Step 2: Include discursive examples of your image-repertoire from the four domains of the pop cycle.
Return to the list you generated in step 1. For step 2 you should think about how these points of identification occur in various areas of your life. They will appear in different forms. For each item on your list, imagine how it exists in four areas of your life experience: your personal life (home/family), popular entertainment, school, and your major. Obviously, step 1 of this process has addressed the popular entertainment category, but are there other places in popular culture (besides your chosen star) where you identify in the same way; where you observe a similar stereotype hailing you? If so, include examples of these instances. Proceed by writing these kinds of instances up for the other 3 domains (home/family, school, and your major area of study); where in these domains of experience do you see your stereotypes at work?

Step 3: Write your fragments in various modes; use multiple genres to compose the text.
Return to the ideas you generated in steps 1 and 2. Experiment with mode, voice, and genre. Transform your fragments using various approaches. Try to avoid leaning too heavily on the traditional expository 'telling' mode of most academic essays -- instead, try slashing some fragments. That is, use this playful space to indirectly challenge the stereotypes that hail you. Play with several possibilities. Recall the lesson we learned about zine writing in exercise 4. Vary your fragments as zine writers vary theirs.

Readings:
excerpts from Raymond Queneau's Transformations
Jenkins' "'Welcome to Bisexuality, Captain Kirk': Slash and the Fan-Writing Community"
Constance Penley's "Brownian Motion: Women, Tactics, and Technology"

Screenings:
Todd Haines, Superstar: The Karen Carpenter Story

Step 4: Foreground aesthetic logic; arrange the text according to a pattern.
At this point, you need to start thinking about the form your zin/ography will take.

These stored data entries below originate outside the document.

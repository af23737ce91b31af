//! Database connection management

use sqlx::{Pool, Postgres};
use std::time::Duration;

use crate::utils::errors::ConvivioError;

pub type DatabasePool = Pool<Postgres>;

#[derive(Debug, Clone)]
pub struct PoolConfig {
    pub url: String,
    pub max_connections: u32,
    pub min_connections: u32,
    pub acquire_timeout: Duration,
    pub idle_timeout: Option<Duration>,
    pub max_lifetime: Option<Duration>,
}

impl Default for PoolConfig {
    fn default() -> Self {
        Self {
            url: "postgresql://localhost/convivio".to_string(),
            max_connections: 10,
            min_connections: 1,
            acquire_timeout: Duration::from_secs(30),
            idle_timeout: Some(Duration::from_secs(600)),
            max_lifetime: Some(Duration::from_secs(1800)),
        }
    }
}

impl PoolConfig {
    pub fn from_settings(config: &crate::config::DatabaseConfig) -> Self {
        Self {
            url: config.url.clone(),
            max_connections: config.max_connections,
            min_connections: config.min_connections,
            ..Default::default()
        }
    }
}

/// Create a new database connection pool
pub async fn create_pool(config: &PoolConfig) -> Result<DatabasePool, ConvivioError> {
    let pool = sqlx::postgres::PgPoolOptions::new()
        .max_connections(config.max_connections)
        .min_connections(config.min_connections)
        .acquire_timeout(config.acquire_timeout)
        .idle_timeout(config.idle_timeout)
        .max_lifetime(config.max_lifetime)
        .connect(&config.url)
        .await?;

    // Test the connection
    sqlx::query("SELECT 1").execute(&pool).await?;

    tracing::info!("Database connection pool created successfully");
    Ok(pool)
}

/// Run database migrations
pub async fn run_migrations(pool: &DatabasePool) -> Result<(), ConvivioError> {
    tracing::info!("Running database migrations...");

    sqlx::migrate!("./migrations").run(pool).await?;

    tracing::info!("Database migrations completed successfully");
    Ok(())
}

/// Check database health
pub async fn health_check(pool: &DatabasePool) -> Result<(), ConvivioError> {
    sqlx::query("SELECT 1").execute(pool).await?;

    Ok(())
}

Proceed with a pattern in mind -- and then simply following the pattern. You might think about patterning your project in two ways: by screen and by link. That is, you want to consider both the aesthetics of the individual screen and that of the links between screens. Step 5, below, speaks directly to the issue of patterning you links, but for now you should think about the screens themselves. For our purposes, I might suggest that you consider the aesthetics of zines as a guide. You might appropriate their aesthetic form and use it to present the work you are now doing. Remember that your pattern must repeat and be recognizable -- so strive for simplicity rather than too much complexity. If your reader cannot recognize your pattern, then it's failing to do its job. Sticking with one pattern will allow you to foreground aesthetic logic.

Screenings:
Greenaway's H's
Farocki's Images of the World and Inscriptions of War

Step 5: Remotivate textual meaning through juxtaposition sequenced by the associational link. Ask yourself not so much what does it mean, but what does it mean in relation to something else? Focus on the meaning of the links between texts. For step 5 I'd like you to experiment with the many ways you might connect your fragments. How does combining your fragments in different ways make them mean differently? Think about this aspect of your work very carefully. Which of your fragments are more telling when grouped together? Link these fragments together in ways which highlight these connections. Extrapolating from On Dreams, use the four main operations of the dream work as your way of linking. How might these translate to a written project? Use Michael Jarrett's piece "A Jarrett in this Text" as a model.

Readings/Viewings:
Freud, On Dreams
Jarrett, "A Jarrett in this Text"
Waxweb

Screenings:
Berger's Ways of Seeing (part 1)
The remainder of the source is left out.